====== RECORD EXCERPTS

impl Default for SalesforceConfig {
    fn default() -> Self {
        Self {
            enabled: true,
            login_url: default_salesforce_login_url(),
            api_version: default_salesforce_api_version(),
            auth_method: SalesforceAuthMethod::default(),
            callback_port: default_callback_port(),
            callback_port_attempts: default_callback_port_attempts(),
            timeout_secs: default_salesforce_timeout_secs(),
            max_records: default_max_records(),
        }
    }
}

impl SalesforceConfig {
    pub fn callback_ports(&self) -> std::ops::RangeInclusive<u16> {
        let last = self
            .callback_port
            .saturating_add(self.callback_port_attempts.max(1) - 1);
        self.callback_port..=last
    }
}

impl Default for WooCommerceConfig {
    fn default() -> Self {
        Self {
            enabled: true,
            store_url: None,
            timeout_secs: default_vendor_timeout_secs(),
            per_page: default_woo_per_page(),
            max_pages: default_woo_max_pages(),
            max_records: default_woo_max_records(),
        }
    }
}

impl Default for AvalaraConfig {
    fn default() -> Self {
        Self {
            enabled: true,
            environment: AvalaraEnvironment::default(),
            base_url: None,
            timeout_secs: default_vendor_timeout_secs(),
            max_records: default_max_records(),
        }
    }
}
//! Salesforce grant mechanics: browser sign-in with PKCE and the JWT bearer flow

use async_trait::async_trait;
use jsonwebtoken::{Algorithm, EncodingKey, Header};
use reqwest::Client;
use serde::Serialize;
use std::ops::RangeInclusive;
use std::sync::Arc;
use std::time::Duration;
use url::Url;

use crate::auth::{AuthError, Authenticator};
use crate::backends::http::build_client;
use crate::backends::BackendId;
use crate::config::{SalesforceConfig, Secrets};
use crate::credential_store::{unix_now, Credential};
use crate::oauth::{self, generate_state, request_token, LoopbackServer, PkceChallenge};

const OAUTH_SCOPE: &str = "full refresh_token";
const JWT_BEARER_GRANT: &str = "urn:ietf:params:oauth:grant-type:jwt-bearer";
const ASSERTION_LIFETIME_SECS: u64 = 180;

/// Opens the authorization URL for the user
pub type BrowserLauncher = Arc<dyn Fn(&str) -> std::io::Result<()> + Send + Sync>;

fn endpoint(login_url: &str, path: &str) -> String {
    format!("{}/services/oauth2/{}", login_url.trim_end_matches('/'), path)
}

fn http_client(config: &SalesforceConfig) -> Result<Client, AuthError> {
    build_client(Duration::from_secs(config.timeout_secs))
        .map_err(|e| AuthError::Api(e.to_string()))
}

/// Web server flow: PKCE (S256) through the user's browser, renewed with
/// the refresh-token grant
pub struct SalesforceWebFlow {
    http: Client,
    login_url: String,
    client_id: String,
    client_secret: Option<String>,
    callback_ports: RangeInclusive<u16>,
    launcher: BrowserLauncher,
}

impl SalesforceWebFlow {
    pub fn new(config: &SalesforceConfig, secrets: &Secrets) -> Result<Self, AuthError> {
        let client_id = secrets
            .salesforce_consumer_key
            .clone()
            .ok_or(AuthError::NotConfigured(BackendId::Salesforce))?;

        Ok(Self {
            http: http_client(config)?,
            login_url: config.login_url.clone(),
            client_id,
            client_secret: secrets.salesforce_consumer_secret.clone(),
            callback_ports: config.callback_ports(),
            launcher: Arc::new(oauth::open_browser),
        })
    }

    pub fn with_launcher(mut self, launcher: BrowserLauncher) -> Self {
        self.launcher = launcher;
        self
    }

    fn authorize_url(
        &self,
        redirect_uri: &str,
        pkce: &PkceChallenge,
        state: &str,
    ) -> Result<Url, AuthError> {
        Ok(Url::parse_with_params(
            &endpoint(&self.login_url, "authorize"),
            &[
                ("response_type", "code"),
                ("client_id", self.client_id.as_str()),
                ("redirect_uri", redirect_uri),
                ("code_challenge", pkce.challenge.as_str()),
                ("code_challenge_method", "S256"),
                ("state", state),
                ("scope", OAUTH_SCOPE),
            ],
        )?)
    }

    fn with_client_credentials<'a>(&'a self, form: &mut Vec<(&'a str, &'a str)>) {
        form.push(("client_id", &self.client_id));
        if let Some(secret) = &self.client_secret {
            form.push(("client_secret", secret));
        }
    }
}

#[async_trait]
impl Authenticator for SalesforceWebFlow {
    fn backend(&self) -> BackendId {
        BackendId::Salesforce
    }

    async fn refresh(&self, current: Option<&Credential>) -> Result<Credential, AuthError> {
        let current = current.ok_or(AuthError::NoRefreshToken)?;
        let refresh_token = current
            .refresh_token
            .as_deref()
            .ok_or(AuthError::NoRefreshToken)?;

        let mut form = vec![
            ("grant_type", "refresh_token"),
            ("refresh_token", refresh_token),
        ];
        self.with_client_credentials(&mut form);

        let token = request_token(&self.http, &endpoint(&self.login_url, "token"), &form).await?;
        let mut credential = token.into_credential(BackendId::Salesforce);

        // refresh responses carry neither a new refresh token nor always the instance
        if credential.refresh_token.is_none() {
            credential.refresh_token = current.refresh_token.clone();
        }
        if credential.instance_url.is_none() {
            credential.instance_url = current.instance_url.clone();
        }
        Ok(credential)
    }

    async fn authorize(&self) -> Result<Credential, AuthError> {
        let server = LoopbackServer::start_in_range(self.callback_ports.clone()).await?;
        let redirect_uri = server.redirect_uri();
        let pkce = PkceChallenge::generate();
        let state = generate_state();
        let auth_url = self.authorize_url(&redirect_uri, &pkce, &state)?;

        if let Err(e) = (self.launcher)(auth_url.as_str()) {
            tracing::warn!("Could not open browser ({}); open this URL to sign in: {}", e, auth_url);
        }

        let callback = server.wait_for_callback(&state).await?;

        let mut form = vec![
            ("grant_type", "authorization_code"),
            ("code", callback.code.as_str()),
            ("redirect_uri", redirect_uri.as_str()),
            ("code_verifier", pkce.verifier.as_str()),
        ];
        self.with_client_credentials(&mut form);

        let token = request_token(&self.http, &endpoint(&self.login_url, "token"), &form).await?;
        Ok(token.into_credential(BackendId::Salesforce))
    }
}

#[derive(Debug, Serialize)]
struct AssertionClaims<'a> {
    iss: &'a str,
    sub: &'a str,
    aud: &'a str,
    exp: u64,
}

/// JWT bearer flow: every renewal signs a fresh assertion, so no user
/// interaction or refresh token is involved
pub struct SalesforceJwtFlow {
    http: Client,
    login_url: String,
    client_id: String,
    subject: String,
    key: EncodingKey,
    key_id: Option<String>,
}

impl SalesforceJwtFlow {
    pub fn new(config: &SalesforceConfig, secrets: &Secrets) -> Result<Self, AuthError> {
        let not_configured = || AuthError::NotConfigured(BackendId::Salesforce);
        let client_id = secrets.salesforce_consumer_key.clone().ok_or_else(not_configured)?;
        let subject = secrets.salesforce_jwt_subject.clone().ok_or_else(not_configured)?;
        let key_path = secrets.salesforce_jwt_key_path.as_ref().ok_or_else(not_configured)?;

        let pem = std::fs::read(key_path)?;
        let key = EncodingKey::from_rsa_pem(&pem)?;

        Ok(Self {
            http: http_client(config)?,
            login_url: config.login_url.trim_end_matches('/').to_string(),
            client_id,
            subject,
            key,
            key_id: secrets.salesforce_jwt_key_id.clone(),
        })
    }

    fn assertion(&self) -> Result<String, AuthError> {
        let mut header = Header::new(Algorithm::RS256);
        header.kid = self.key_id.clone();

        let claims = AssertionClaims {
            iss: &self.client_id,
            sub: &self.subject,
            aud: &self.login_url,
            exp: unix_now() + ASSERTION_LIFETIME_SECS,
        };
        Ok(jsonwebtoken::encode(&header, &claims, &self.key)?)
    }
}

#[async_trait]
impl Authenticator for SalesforceJwtFlow {
    fn backend(&self) -> BackendId {
        BackendId::Salesforce
    }

    async fn refresh(&self, _current: Option<&Credential>) -> Result<Credential, AuthError> {
        let assertion = self.assertion()?;
        let form = [("grant_type", JWT_BEARER_GRANT), ("assertion", assertion.as_str())];

        let token = request_token(&self.http, &endpoint(&self.login_url, "token"), &form).await?;
        tracing::debug!("Exchanged JWT assertion for {} as {}", BackendId::Salesforce, self.subject);
        Ok(token.into_credential(BackendId::Salesforce))
    }

    async fn authorize(&self) -> Result<Credential, AuthError> {
        Err(AuthError::InteractiveUnsupported(BackendId::Salesforce))
    }

    fn supports_interactive(&self) -> bool {
        false
    }
}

============

## WHAT YOU SHOULD DO
Scan the material above for lines holding the string "EncodingKey" and copy those lines.

## RESPONSE
use jsonwebtoken::{Algorithm, EncodingKey, Header};
    key: EncodingKey,
        let key = EncodingKey::from_rsa_pem(&pem)?;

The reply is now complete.